Note that if we instead defined arr f = Bulk (arr (fmap f)), this would unnecessarily require Strong p.

Another Take at Scalability

Equipped with Arrow, Traversing, etc typeclass methods as compositional glue combinators, we can take another stab at defining a large query out of smaller pieces:

userDataByID :: Bulk (Kleisli IO) UserID UserData
orderDataByID :: Bulk (Kleisli IO) OrderID OrderData
productDataByID :: Bulk (Kleisli IO) ProductID ProductData
paymentDataByID :: Bulk (Kleisli IO) PaymentID PaymentData
orderIDsByUserID :: Bulk (Kleisli IO) UserID [OrderID]
productIDsByOrderID :: Bulk (Kleisli IO) OrderID [ProductID]
paymentIDsByOrderID :: Bulk (Kleisli IO) OrderID [PaymentID]

usersEverything
  :: Bulk (Kleisli IO)
    UserID
    (UserData, [(OrderData, [ProductData], [PaymentData])])
usersEverything
  = userDataByID
    &&& (traverse' orderEverything . orderIDsByUserID)
  where
    orderEverything = dimap id (\(x, (y, z)) -> (x, y, z))
      $ orderDataByID
        &&& (traverse' productDataByID . productIDsByOrderID)
        &&& (traverse' paymentDataByID . paymentIDsByOrderID)

Much better. What’s the type of orderEverything?

orderEverything
  :: Bulk (Kleisli IO)
    OrderID
    (OrderData, [ProductData], [PaymentData])

Now you can compose these bulk processes pretty much the same way as you can compose ordinary functions, except you’re forced to use point-free style, because you can’t give names to intermediate values using lambda binders.

Or can you? With the Arrow typeclass comes the Arrows extension which normally gets very little use, but works perfectly here. Just like a do-block lets you give names to results of monadic actions, a proc block lets you give names to values flowing in a string diagram, which is then “compiled” down to Arrow operations.

Here’s what the function looks like using arrow syntax:

usersEverything
  :: Bulk (Kleisli IO)
    UserID
    (UserData, [(OrderData, [ProductData], [PaymentData])])
usersEverything = proc userID -> do
  userData <- userDataByID -< userID
  orderIDs <- orderIDsByUserID -< userID
  orders <- traverse' orderEverything -< orderIDs
  returnA -< (userData, orders)
  where
    orderEverything = proc orderID -> do
      orderData <- orderDataByID -< orderID
      productIDs <- productIDsByOrderID -< orderID
      paymentIDs <- paymentIDsByOrderID -< orderID
      products <- traverse' productDataByID -< productIDs
      payments <- traverse' paymentDataByID -< paymentIDs
      returnA -< (orderData, products, payments)
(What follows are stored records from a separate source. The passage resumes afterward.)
//! Scripted frame source for unit and integration tests.
//!
//! Hands out pre-loaded frames one per call, then behaves like an idle
//! socket: it waits out the requested duration and returns `None`.

use std::collections::VecDeque;
use std::sync::atomic::{AtomicUsize, Ordering};
use std::sync::Arc;
use std::time::Duration;

use async_trait::async_trait;

use crate::application::relay::{FrameSource, SourceError};

/// One scripted result of [`FrameSource::recv_frame`].
#[derive(Debug)]
pub enum Scripted {
    Frame(Vec<u8>),
    Error(std::io::ErrorKind),
}

/// A mock implementation of [`FrameSource`].
#[derive(Debug, Default)]
pub struct MockFrameSource {
    script: VecDeque<Scripted>,
    calls: Arc<AtomicUsize>,
}

impl MockFrameSource {
    /// Creates a source that yields `frames` in order.
    pub fn with_frames<I, F>(frames: I) -> Self
    where
        I: IntoIterator<Item = F>,
        F: Into<Vec<u8>>,
    {
        Self {
            script: frames
                .into_iter()
                .map(|f| Scripted::Frame(f.into()))
                .collect(),
            calls: Arc::new(AtomicUsize::new(0)),
        }
    }

    /// Appends one scripted result.
    pub fn push(&mut self, item: Scripted) {
        self.script.push_back(item);
    }

    /// Shared counter of `recv_frame` calls, readable after the source has
    /// been moved into the relay.
    pub fn call_counter(&self) -> Arc<AtomicUsize> {
        Arc::clone(&self.calls)
    }
}

#[async_trait]
impl FrameSource for MockFrameSource {
    async fn recv_frame(&mut self, wait: Duration) -> Result<Option<Vec<u8>>, SourceError> {
        self.calls.fetch_add(1, Ordering::Relaxed);
        match self.script.pop_front() {
            Some(Scripted::Frame(frame)) => Ok(Some(frame)),
            Some(Scripted::Error(kind)) => Err(SourceError::Recv(kind.into())),
            None => {
                tokio::time::sleep(wait).await;
                Ok(None)
            }
        }
    }
}
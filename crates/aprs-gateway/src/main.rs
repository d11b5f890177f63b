//! APRS gateway entry point.
//!
//! Receives APRS frames from local software over UDP and forwards them to an
//! APRS-IS server over a logged-in TCP connection.  Lines the server sends
//! back can optionally be forwarded to a local UDP listener.
//!
//! # Usage
//!
//! ```text
//! aprs-gateway [CONFIG]
//!
//! Arguments:
//!   [CONFIG]  Path to the TOML configuration file
//!             [default: /etc/aprs-gateway.toml]
//!
//! Options:
//!   -V, --version  Print version
//! ```
//!
//! # Architecture overview
//!
//! ```text
//! local software ──UDP──▶ UdpFrameSource
//!                              │ run_relay (20 ms tick)
//!                              ▼
//!                         AprsIsClient ──TCP──▶ APRS-IS server
//!                              │
//!                   inbound lines (optional)
//!                              ▼
//!                        UdpLineForwarder ──UDP──▶ local listener
//! ```

use std::path::PathBuf;
use std::sync::{
    atomic::{AtomicBool, Ordering},
    Arc,
};

use anyhow::Context;
use clap::Parser;
use tracing::{error, info};

use aprs_gateway::application::relay::run_relay;
use aprs_gateway::infrastructure::local::udp::{UdpFrameSource, UdpLineForwarder};
use aprs_gateway::infrastructure::logging;
use aprs_gateway::infrastructure::network::AprsIsClient;
use aprs_gateway::infrastructure::storage::config::{default_config_path, load_config};

const VERSION: &str = env!("CARGO_PKG_VERSION");

// ── CLI argument definitions ──────────────────────────────────────────────────

/// APRS gateway.
///
/// Forwards locally generated APRS frames to APRS-IS.
#[derive(Debug, Parser)]
#[command(
    name = "aprs-gateway",
    about = "Forwards local APRS frames to an APRS-IS server",
    version
)]
struct Cli {
    /// Path to the TOML configuration file.
    #[arg(env = "APRS_GATEWAY_CONFIG")]
    config: Option<PathBuf>,
}

impl Cli {
    fn config_path(&self) -> PathBuf {
        self.config.clone().unwrap_or_else(default_config_path)
    }
}

// ── Entry point ───────────────────────────────────────────────────────────────

/// Program entry point.
///
/// # What happens at startup
///
/// 1. CLI arguments are parsed and the config file is loaded.  Nothing is
///    logged yet because the log level comes from the config file.
/// 2. `tracing_subscriber` is initialised.  `RUST_LOG` wins over the
///    configured `[log] level` when both are present, and a log file is
///    opened when `[log] file_path` is set.
/// 3. The APRS-IS client is created and, if `forward_address` is set, given
///    a UDP forwarder as its read callback.
/// 4. The local UDP frame source is bound and the client worker is started.
/// 5. The relay runs until Ctrl+C or SIGTERM, then the client is stopped.
#[tokio::main]
async fn main() -> anyhow::Result<()> {
    let cli = Cli::parse();
    let path = cli.config_path();
    let config = load_config(&path)
        .with_context(|| format!("failed to load configuration from {}", path.display()))?;

    // ── Logging setup ─────────────────────────────────────────────────────────
    // The guard flushes the log file when main returns.
    let _log_guard = logging::init(&config.log).context("failed to open the log file")?;

    info!("APRS gateway {VERSION} is starting");

    // ── APRS-IS client ────────────────────────────────────────────────────────
    let mut client = AprsIsClient::new(config.client_config(VERSION))
        .context("invalid APRS-IS settings")?;

    if let Some(target) = config.forward_address() {
        let forwarder = UdpLineForwarder::new(target)
            .with_context(|| format!("failed to open the forwarding socket for {target}"))?;
        client.set_read_callback(forwarder);
    }

    // ── Local frame source ────────────────────────────────────────────────────
    let mut source = UdpFrameSource::bind(&config.bind_address())
        .await
        .context("failed to open the local frame socket")?;

    client.start();

    // ── Graceful shutdown flag ─────────────────────────────────────────────────
    let running = Arc::new(AtomicBool::new(true));
    let running_clone = Arc::clone(&running);
    tokio::spawn(async move {
        shutdown_signal().await;
        info!("shutdown requested");
        running_clone.store(false, Ordering::Release);
    });

    // ── Main relay loop ────────────────────────────────────────────────────────
    run_relay(&mut source, &client, &running).await;

    client.stop().await;
    info!("APRS gateway {VERSION} has stopped");
    Ok(())
}

/// Completes on Ctrl+C, or on SIGTERM where the platform has one.
async fn shutdown_signal() {
    #[cfg(unix)]
    {
        use tokio::signal::unix::{signal, SignalKind};
        match signal(SignalKind::terminate()) {
            Ok(mut term) => {
                tokio::select! {
                    res = tokio::signal::ctrl_c() => {
                        if let Err(e) = res {
                            error!("failed to listen for Ctrl+C: {e}");
                        }
                    }
                    _ = term.recv() => {}
                }
            }
            Err(e) => {
                error!("failed to install the SIGTERM handler: {e}");
                wait_for_ctrl_c().await;
            }
        }
    }

    #[cfg(not(unix))]
    {
        wait_for_ctrl_c().await;
    }
}

async fn wait_for_ctrl_c() {
    if let Err(e) = tokio::signal::ctrl_c().await {
        error!("failed to listen for Ctrl+C: {e}");
        // Without a signal handler there is no way to stop cleanly; keep
        // running until the process is killed.
        std::future::pending::<()>().await;
    }
}

// ── Tests ─────────────────────────────────────────────────────────────────────
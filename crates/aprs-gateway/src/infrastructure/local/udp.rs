//! UDP adapters for the local side of the gateway.
//!
//! # Datagram framing
//!
//! One datagram carries exactly one frame, so UDP needs no extra framing:
//! whatever `recv_from` returns is the frame.  Frames larger than
//! [`MAX_FRAME_SIZE`] bytes would be rejected by the outbound queue anyway,
//! so they are dropped here with a warning.  The receive buffer is one byte
//! larger than the limit so an oversized datagram can be told apart from one
//! that fits exactly.

use std::net::{SocketAddr, UdpSocket as StdUdpSocket};
use std::time::Duration;

use aprs_core::MAX_FRAME_SIZE;
use async_trait::async_trait;
use tokio::net::UdpSocket;
use tokio::time;
use tracing::{debug, info, warn};

use crate::application::relay::{FrameSource, SourceError};
use crate::infrastructure::network::LineSink;

/// Receives outbound frames from local software over UDP.
#[derive(Debug)]
pub struct UdpFrameSource {
    socket: UdpSocket,
    buf: Vec<u8>,
}

impl UdpFrameSource {
    /// Binds the source to `addr` (`ip:port`).
    ///
    /// # Errors
    ///
    /// Returns [`SourceError::Bind`] if the socket cannot be bound.
    pub async fn bind(addr: &str) -> Result<Self, SourceError> {
        let socket = UdpSocket::bind(addr)
            .await
            .map_err(|source| SourceError::Bind {
                addr: addr.to_string(),
                source,
            })?;
        info!("listening for local frames on UDP {addr}");

        Ok(Self {
            socket,
            buf: vec![0u8; MAX_FRAME_SIZE + 1],
        })
    }

    /// Address the socket is actually bound to.
    pub fn local_addr(&self) -> std::io::Result<SocketAddr> {
        self.socket.local_addr()
    }
}

#[async_trait]
impl FrameSource for UdpFrameSource {
    async fn recv_frame(&mut self, wait: Duration) -> Result<Option<Vec<u8>>, SourceError> {
        let (len, src) = match time::timeout(wait, self.socket.recv_from(&mut self.buf)).await {
            Err(_) => return Ok(None),
            Ok(Err(e)) => return Err(SourceError::Recv(e)),
            Ok(Ok(pair)) => pair,
        };

        if len == 0 {
            return Ok(None);
        }
        if len > MAX_FRAME_SIZE {
            warn!("dropping oversized frame from {src}: more than {MAX_FRAME_SIZE} bytes");
            return Ok(None);
        }

        debug!("received {len} byte frame from {src}");
        Ok(Some(self.buf[..len].to_vec()))
    }
}

/// Sends each inbound APRS-IS line as one UDP datagram to a fixed target.
///
/// Runs on the APRS-IS worker, so it uses a plain blocking socket: a UDP
/// send never waits on the peer.
#[derive(Debug)]
pub struct UdpLineForwarder {
    socket: StdUdpSocket,
    target: SocketAddr,
}

impl UdpLineForwarder {
    /// Creates a forwarder sending from an ephemeral port to `target`.
    ///
    /// # Errors
    ///
    /// Any error binding the sending socket.
    pub fn new(target: SocketAddr) -> std::io::Result<Self> {
        let bind_addr: SocketAddr = if target.is_ipv4() {
            SocketAddr::from(([0, 0, 0, 0], 0))
        } else {
            SocketAddr::from(([0u16; 8], 0))
        };
        let socket = StdUdpSocket::bind(bind_addr)?;
        info!("forwarding APRS-IS lines to UDP {target}");
        Ok(Self { socket, target })
    }

    /// Where lines are sent.
    pub fn target(&self) -> SocketAddr {
        self.target
    }
}

impl LineSink for UdpLineForwarder {
    fn deliver(&mut self, line: &str) {
        if let Err(e) = self.socket.send_to(line.as_bytes(), self.target) {
            warn!("failed to forward APRS-IS line to {}: {e}", self.target);
        }
    }
}

// ── Tests ─────────────────────────────────────────────────────────────────────
//! # aprs-core
//!
//! Shared library for the APRS gateway containing the outbound frame queue,
//! the tick-driven reconnect scheduler, and the APRS-IS line protocol helpers.
//!
//! This crate has zero dependencies on sockets, async runtimes, or the file
//! system.  Everything in it can be driven from a unit test with synthetic
//! inputs and a synthetic clock.
//!
//! # Architecture overview (for beginners)
//!
//! The gateway takes position reports ("frames") produced on the local
//! machine and forwards them to APRS-IS, a line-oriented TCP service that
//! aggregates reports from the amateur radio network.  The pieces that do not
//! touch the network live here:
//!
//! - **`queue`** – A bounded queue of discrete frames.  Its capacity is a
//!   *byte* budget, not a frame count, so many small frames or a few large
//!   ones fit in the same space.  A full queue rejects new frames instead of
//!   blocking the producer.
//!
//! - **`timer`** – A countdown timer advanced by explicit `clock(ms)` ticks
//!   and the reconnect scheduler built on top of it.  After each failed
//!   connection attempt the delay grows by one minute, up to ten minutes.
//!
//! - **`protocol`** – Login line composition, callsign normalisation, line
//!   trimming, comment detection, and the hex dump used by debug logging.

pub mod protocol;
pub mod queue;
pub mod timer;

// Re-export the most-used types at the crate root so callers can write
// `aprs_core::FrameQueue` instead of `aprs_core::queue::FrameQueue`.
pub use protocol::login::{Credentials, CredentialsError, LoginRequest};
pub use queue::{Frame, FrameQueue, QueueError, MAX_FRAME_SIZE};
pub use timer::{ReconnectScheduler, TickTimer};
With all intermediate values named, the code is self-documenting, you can add type signatures to the intermediate values, do some (irrefutable) pattern matching, construct return values (normally you’d probably be using a record type instead of this (,,) triple).

As an exercise to the reader, you can figure out the connection between Choice and ArrowChoice, how traverse' gives you right' for free, and what that lets you do in terms of arrow syntax and DB queries.

The profunctors Package

The Bulk type actually exists in the profunctors package as CofreeTraversing, and there is a WrappedArrow newtype to evidence that an Arrow is Strong, and that an ArrowChoice is Choice, but it’s lacking a mechanism to observe the converse, i.e. that CofreeTraversing can be used with arrow syntax. However it is simple enough to add a blanket newtype wrapper that would translate Strong into Arrow and so on.

Appendix

A note about query performance: if we’re talking to a real database, the implementation of, say, userDataByID will have to build something like a Map or HashMap of values the DB has returned, in order to build the resulting traversable. usersEverything is composed out of multiple such functions, and in essence what happens is we send several queries to the DB, and glue their results together using Map or HashMap. This is essentially like executing a JOIN query using a Merge Join or a Hash Join strategy, except that the Merge/Hash Join part has been moved out of the DB’s query planner and into our application. This has the disadvantage of depriving the query planner of the possibility to make an optimal choice based on the exact query and the data. Taking full advantage of the query planner would require making an SQL query builder – definitely possible but a little outside the scope of this post.

Also, beware of long IN ('x', 'y', ...) lists, instead consider a VALUES list (which can be IN‘d, or JOIN‘ed with).